Jedenfalls wird es hier nie ein Atomkraftwerk geben. In gewisser Weise ist das auch eine Subvention, denn damit wird der Wert meines Besitzes gesteigert, wie die Regierung eben auch die Kernenergiewirtschaft mit verlängerten Laufzeiten anderswo subventioniert. Es ist ungleich, aber alle haben etwas davon, die geschmierten Gutachter und die Wartungsfirmen, die Konzerne und angeblich auch die Stromkunden, es ist alles in Ordnung, sage ich mir, als ich den Berg wieder nach oben strample, es ist nichts passiert, alles geht noch, auch wenn sie mich entsetzt anschauen, als käme da ein leibhaftiger Castortransporter von der Alm, und nicht nur ein blutender, dreckverschmierter Radler. Man kann Risiken nicht ausschliessen, und vielleicht finden Arzt und Nachkommen auch unerfreuliche Spätfolgen, aber es geht schon. Es ist von selber gekommen, es wird von selber gehen, ist die Devise meiner Familie bei Krankheiten und der Atomindustrie bei der Cäsium-137-Belastung anderer Leute.

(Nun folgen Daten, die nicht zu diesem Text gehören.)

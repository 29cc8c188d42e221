//! Presentation-form parsing of resource records, used by the zone loader
//! and by the `dig`-style client for echoing records back. One `Regex` per
//! multi-field type, in the teacher's `from_str.rs` style; the text side of
//! the registry is implemented this way rather than through the wire-side
//! `Xfr` visitor, since presentation grammar (whitespace-separated fields,
//! quoted strings) doesn't share structure with the wire's length-prefixed
//! binary layout.

use crate::name::Name;
use crate::rr::{Aaaa, Cname, Mx, Naptr, Ns, Ptr, RRGen, Soa, Srv, Txt, A};
use crate::types::DNSType;
use lazy_static::lazy_static;
use regex::Regex;
use std::net::{AddrParseError, Ipv4Addr, Ipv6Addr};
use std::num::ParseIntError;
use std::str::FromStr;
use thiserror::Error;

#[derive(Error, Debug)]
pub enum FromStrError {
    #[error("{0:?} records have no presentation-form parser")]
    UnsupportedType(DNSType),

    #[error("string doesn't match the expected format for this record type")]
    InvalidFormat,

    #[error(transparent)]
    ParseIntError(#[from] ParseIntError),

    #[error(transparent)]
    AddrParseError(#[from] AddrParseError),

    #[error(transparent)]
    Name(#[from] crate::errors::ParseError),
}

impl RRGen {
    /// Parses `s` as the presentation form of a `type` record. Needs the
    /// type supplied since presentation text alone is ambiguous (e.g. "10
    /// mail.example.com." could be an MX or an SRV missing a field).
    pub fn parse_presentation(r#type: DNSType, s: &str) -> Result<RRGen, FromStrError> {
        let s = s.trim();
        Ok(match r#type {
            DNSType::A => RRGen::A(A {
                addr: u32::from(Ipv4Addr::from_str(s)?),
            }),
            DNSType::AAAA => RRGen::AAAA(Aaaa {
                addr: Ipv6Addr::from_str(s)?.octets(),
            }),
            DNSType::NS => RRGen::NS(Ns {
                name: Name::from_str(s)?,
            }),
            DNSType::CNAME => RRGen::CNAME(Cname {
                name: Name::from_str(s)?,
            }),
            DNSType::PTR => RRGen::PTR(Ptr {
                name: Name::from_str(s)?,
            }),
            DNSType::MX => RRGen::MX(parse_mx(s)?),
            DNSType::SOA => RRGen::SOA(parse_soa(s)?),
            DNSType::SRV => RRGen::SRV(parse_srv(s)?),
            DNSType::NAPTR => RRGen::NAPTR(parse_naptr(s)?),
            DNSType::TXT => RRGen::TXT(parse_txt(s)?),
            other => return Err(FromStrError::UnsupportedType(other)),
        })
    }
}

fn parse_mx(s: &str) -> Result<Mx, FromStrError> {
    lazy_static! {
        // "10 aspmx.l.google.com."
        static ref RE: Regex = Regex::new(r"^(\d+)\s+(\S+)$").unwrap();
    }
    let caps = RE.captures(s).ok_or(FromStrError::InvalidFormat)?;
    Ok(Mx {
        preference: caps[1].parse()?,
        exchange: Name::from_str(&caps[2])?,
    })
}

fn parse_soa(s: &str) -> Result<Soa, FromStrError> {
    lazy_static! {
        // "ns1.example.com. hostmaster.example.com. 1 7200 3600 1209600 3600"
        static ref RE: Regex =
            Regex::new(r"^(\S+)\s+(\S+)\s+(\d+)\s+(\d+)\s+(\d+)\s+(\d+)\s+(\d+)$").unwrap();
    }
    let caps = RE.captures(s).ok_or(FromStrError::InvalidFormat)?;
    Ok(Soa {
        mname: Name::from_str(&caps[1])?,
        rname: Name::from_str(&caps[2])?,
        serial: caps[3].parse()?,
        refresh: caps[4].parse()?,
        retry: caps[5].parse()?,
        expire: caps[6].parse()?,
        minimum: caps[7].parse()?,
    })
}

fn parse_srv(s: &str) -> Result<Srv, FromStrError> {
    lazy_static! {
        // "5 0 389 ldap.example.com."
        static ref RE: Regex = Regex::new(r"^(\d+)\s+(\d+)\s+(\d+)\s+(\S+)$").unwrap();
    }
    let caps = RE.captures(s).ok_or(FromStrError::InvalidFormat)?;
    Ok(Srv {
        priority: caps[1].parse()?,
        weight: caps[2].parse()?,
        port: caps[3].parse()?,
        target: Name::from_str(&caps[4])?,
    })
}

fn parse_naptr(s: &str) -> Result<Naptr, FromStrError> {
    lazy_static! {
        // 100 10 "U" "E2U+sip" "!^.*$!sip:info@example.com!" .
        static ref RE: Regex =
            Regex::new(r#"^(\d+)\s+(\d+)\s+"([^"]*)"\s+"([^"]*)"\s+"([^"]*)"\s+(\S+)$"#).unwrap();
    }
    let caps = RE.captures(s).ok_or(FromStrError::InvalidFormat)?;
    Ok(Naptr {
        order: caps[1].parse()?,
        preference: caps[2].parse()?,
        flags: caps[3].as_bytes().to_vec(),
        services: caps[4].as_bytes().to_vec(),
        regexp: caps[5].as_bytes().to_vec(),
        replacement: Name::from_str(&caps[6])?,
    })
}

/// Parses one or more double-quoted character-strings. Embedded `\"` is
/// unescaped to a literal quote; this is the documented open question
/// (presentation-form TXT escaping is partial) resolved by supporting
/// exactly that one escape and nothing fancier.
fn parse_txt(s: &str) -> Result<Txt, FromStrError> {
    lazy_static! {
        static ref RE: Regex = Regex::new(r#""((?:[^"\\]|\\.)*)""#).unwrap();
    }
    let mut strings = Vec::new();
    for caps in RE.captures_iter(s) {
        strings.push(caps[1].replace("\\\"", "\"").into_bytes());
    }
    if strings.is_empty() {
        return Err(FromStrError::InvalidFormat);
    }
    Ok(Txt { strings })
}
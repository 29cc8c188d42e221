//! The message codec: header parsing/writing, question handling, EDNS(0),
//! and the record sections. Parsing is driven by a private `MessageParser`
//! that reads into a `Message` value (the "MessageReader" of the design);
//! serialization is driven by a private `MessageWriter` that knows how to
//! compress names into a trie of previously-emitted label suffixes (the
//! "MessageWriter" of the design). Both are exposed to callers only through
//! `Message::from_slice`/`Message::to_vec`, mirroring the teacher's own
//! `MessageParser`-drives-`Message` split.

use crate::bail;
use crate::io::{DNSReadExt, SeekExt};
use crate::name::Name;
use crate::rr::{RRGen, Xfr};
use crate::types::*;
use byteorder::{ReadBytesExt, BE};
use num_traits::{FromPrimitive, ToPrimitive};
use std::collections::HashMap;
use std::io;
use std::io::Cursor;
use std::io::Read;
use std::io::Write;

/// High bits of a length octet that mark "what follows is a 14-bit
/// compression offset" rather than a literal label length.
const POINTER_TAG: u16 = 0xC000;
const MAX_POINTER_OFFSET: u16 = 0x3FFF;

impl Message {
    /// Parses a complete DNS message (header + up to one question + the
    /// three RR sections) from wire bytes.
    pub fn from_slice(buf: &[u8]) -> io::Result<Message> {
        MessageParser::new(buf).parse()
    }

    /// Serializes this message, compressing names in a fresh trie and
    /// capping the result at 512 bytes (the un-negotiated default UDP
    /// payload size) unless an [`Extension`] on the message asked for more.
    pub fn to_vec(&self) -> io::Result<Vec<u8>> {
        let max_size = self
            .extension
            .as_ref()
            .map(|e| e.payload_size as usize)
            .unwrap_or(512)
            .max(512);
        self.to_vec_capped(max_size)
    }

    /// Like [`Message::to_vec`], but with an explicit size cap instead of
    /// one derived from this message's own EDNS extension — the authoritative
    /// server uses this to give TCP responses room beyond the UDP/EDNS limit
    /// a query's [`Extension`] would otherwise imply.
    ///
    /// If a record would push the message past `max_size`, writing stops
    /// there: every RR written so far is discarded, `TC` is set and `AA`
    /// cleared, and the client is left to retry over TCP. This never fails —
    /// a header-plus-question-only response always fits.
    pub fn to_vec_capped(&self, max_size: usize) -> io::Result<Vec<u8>> {
        let mut w = MessageWriter::new(self, max_size)?;
        for (section, r) in self.records() {
            if w
                .put_rr(section, &r.name, r.ttl.as_secs() as u32, &r.rdata, r.class)
                .is_err()
            {
                w.clear_rrs();
                w.tc = true;
                w.aa = false;
                break;
            }
        }
        w.serialize()
    }
}

/// A helper to hold state while parsing is happening.
struct MessageParser<'a> {
    cur: Cursor<&'a [u8]>,
    m: Message,
}

/// A record as read off the wire, tagged with which section it was found
/// in, before being sorted into `Message`'s three `Vec`s.
struct WireRecord {
    section: DNSSection,
    record: Record,
}
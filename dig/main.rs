// Simple dig-style command line: dig {name} {type} {addr[:port]}
use std::env;
use std::net::ToSocketAddrs;
use std::process;
use std::str::FromStr;

use tdns::clients::{Exchanger, TcpClient, UdpClient};
use tdns::types::*;
use tdns::{util, Name};

struct Args {
    name: Name,
    r#type: DNSType,
    server: String,
    tcp: bool,
}

fn usage() -> ! {
    eprintln!("usage: dig [+tcp] <name> <type> <addr[:port]>");
    process::exit(1);
}

fn parse_args(mut args: impl Iterator<Item = String>) -> Args {
    let mut tcp = false;
    let mut positional = Vec::new();

    for arg in args.by_ref() {
        match arg.as_str() {
            "+tcp" => tcp = true,
            "+udp" => tcp = false,
            _ => positional.push(arg),
        }
    }

    if positional.len() != 3 {
        usage();
    }

    let name = match Name::from_str(&positional[0]) {
        Ok(n) => n,
        Err(e) => {
            eprintln!("invalid name '{}': {}", positional[0], e);
            usage();
        }
    };

    let r#type = match DNSType::from_str(&positional[1].to_uppercase()) {
        Ok(t) => t,
        Err(_) => {
            eprintln!("unknown record type '{}'", positional[1]);
            usage();
        }
    };

    Args {
        name,
        r#type,
        server: positional[2].clone(),
        tcp,
    }
}

fn server_addr(server: &str) -> std::net::SocketAddr {
    match server.to_socket_addrs() {
        Ok(mut addrs) => addrs.next().expect("resolved to no addresses"),
        Err(_) => (server, 53u16)
            .to_socket_addrs()
            .unwrap_or_else(|e| {
                eprintln!("failed to parse server address '{}': {}", server, e);
                process::exit(1);
            })
            .next()
            .expect("resolved to no addresses"),
    }
}

fn main() {
    env_logger::init();

    let args = parse_args(env::args().skip(1));
    let addr = server_addr(&args.server);

    let mut query = Message::default();
    query.rd = true;
    query.add_question(args.name, args.r#type, DNSClass::Internet);
    query.extension = Some(Extension {
        payload_size: 4096,
        ..Default::default()
    });

    println!("query:");
    util::hexdump(&query.to_vec().expect("failed to encode the query"));
    println!();
    println!("{}", query);

    let resp = if args.tcp {
        TcpClient::new(addr)
            .expect("failed to set up TCP client")
            .exchange(&query)
    } else {
        UdpClient::new(addr)
            .expect("failed to set up UDP client")
            .exchange(&query)
    };

    match resp {
        Ok(resp) => {
            println!("response:");
            println!("{}", resp);
        }
        Err(e) => {
            eprintln!("could not exchange message: {}", e);
            process::exit(1);
        }
    }
}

Aber die CSU und ich, wir sind ja alle am Tegernsee, und ich, da habe ich keinen Zweifel, werde keinen dauerhaften Dachschaden oder eine krankhafte Persönlichkeitsstörung davontragen. Ich werde wieder durch den Wald gehen und Blaubeeren essen, obwohl davor immer noch gewarnt wird. Nur auf den Wiesen, da werde ich mich an meine Kindheit zurückerinnern und an die Omeletts aus frischen Wiesenchampignons, die einzigartig schmecken, ganz anders als das Zuchtzeug, das ich heute nehmen muss, weil die echten Schwammerl auch nach all den Jahrzehnten nach Tschernobyl nicht gegessen werden sollen. Erstaunlicherweise war es nämlich der Gedanke, den ich vor dem Überschlag hatte: Da müssen tolle Pilze wachsen, in den dunkelgrünen Flecken auf der Wiese. Aber das geht nicht mehr, ganz im Gegensatz zu den Halogenspots in den Zirbelholzdecken am lieblichen Tegernsee.